November 10, 2021
The Simplification Formula
Our new neighbors told us that in downsizing from their suburban home to their new (and smaller) townhouse, they called their adult children and told them to collect their childhood memorabilia, or it was all headed to the resale shops or dumpsters. Their kids came and took a box or two of remembrances and our neighbors were relieved of years of reminiscences.
Sheila and I watched another round of Marie Kondo TV shows and decided it was time to do, as Sheila describes it, a little “tidying up,” which has so far yielded 6 or so bags of recycling and a neatly organized kitchen pantry and walk in closet. Still more to do.

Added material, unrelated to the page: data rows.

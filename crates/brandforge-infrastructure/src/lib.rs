//! In-memory provider implementations for the Brandforge engine.
//!
//! Every provider in this crate serves a seeded in-memory collection with
//! simulated request latency, standing in for a real backend. Transient
//! failures can be injected through [`MockBehavior`] to exercise retry
//! paths.

pub mod in_memory_analytics_provider;
pub mod in_memory_asset_repository;
pub mod in_memory_brand_repository;
pub mod in_memory_competitor_repository;
pub mod in_memory_dashboard_repository;
pub mod in_memory_settings_service;
pub mod mock;
pub mod sample_data;

pub use in_memory_analytics_provider::InMemoryAnalyticsProvider;
pub use in_memory_asset_repository::InMemoryAssetRepository;
pub use in_memory_brand_repository::InMemoryBrandRepository;
pub use in_memory_competitor_repository::InMemoryCompetitorRepository;
pub use in_memory_dashboard_repository::InMemoryDashboardRepository;
pub use in_memory_settings_service::InMemorySettingsService;
pub use mock::MockBehavior;
//! Competitor repository trait.
//!
//! Defines the interface for competitor tracking operations.

use super::model::{Competitor, CompetitiveMatrix, NewCompetitor};
use crate::error::Result;

/// An abstract provider for tracked competitors and the competitive
/// matrix read model.
#[async_trait::async_trait]
pub trait CompetitorRepository: Send + Sync {
    /// Retrieves all tracked competitors.
    async fn list(&self) -> Result<Vec<Competitor>>;

    /// Retrieves a competitor by id.
    ///
    /// # Errors
    ///
    /// Returns `NotFound` if no competitor has the given id.
    async fn get(&self, id: u64) -> Result<Competitor>;

    /// Adds a competitor to tracking and returns the stored record.
    async fn create(&self, competitor: NewCompetitor) -> Result<Competitor>;

    /// Removes a competitor from tracking.
    ///
    /// # Errors
    ///
    /// Returns `NotFound` if no competitor has the given id.
    async fn delete(&self, id: u64) -> Result<()>;

    /// Builds the competitive matrix across all tracked competitors.
    async fn matrix(&self) -> Result<CompetitiveMatrix>;
}
//! Asset library domain module.
//!
//! # Module Structure
//!
//! - `model`: Asset entity, query/filtering types, pagination
//! - `repository`: Repository trait for the asset library

mod model;
mod repository;

// Re-export public API
pub use model::{
    Asset, AssetCategory, AssetKind, AssetPage, AssetQuery, AssetSortField, NewAsset,
    Pagination, SortOrder,
};
pub use repository::AssetRepository;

One of the seeming gifts of the Pandemic is that everyone wants to simplify their life. We met a young couple, one who is an event planner, who bought an RV so that they could travel to where her projects are located and bunk up right next door. Several of my clients are considering new careers where the stress of corporate life is diminished. Still others are relishing the hybrid work week which has given them time at home with their kids or just a chance to take a midday walk before preparing lunch in their own kitchen.
Simplifying is a Resilience Advantage strategy that meets the goal of mitigating stressful events before they even happen and helps diminish the intensity of those situations when we are in the middle of them.
An easy path to simplification is to begin by organizing and eliminating items that are extraneous. One very rewarding place to start is in your physical and virtual file drawer. Make a rule for yourself…anything older than 6 months or 1 year that you have not looked at or is not mission critical (like your home mortgage papers or a current work project) just go ahead and send to the virtual or real trash bin. You’ll immediately feel a weight taken off your shoulders as your life gets a bit less complex.
“I went to the woods because I wished to live deliberately, to front only the essential facts of life, and see if I could not learn what it had to teach, and not, when I came to die, discover that I had not lived.”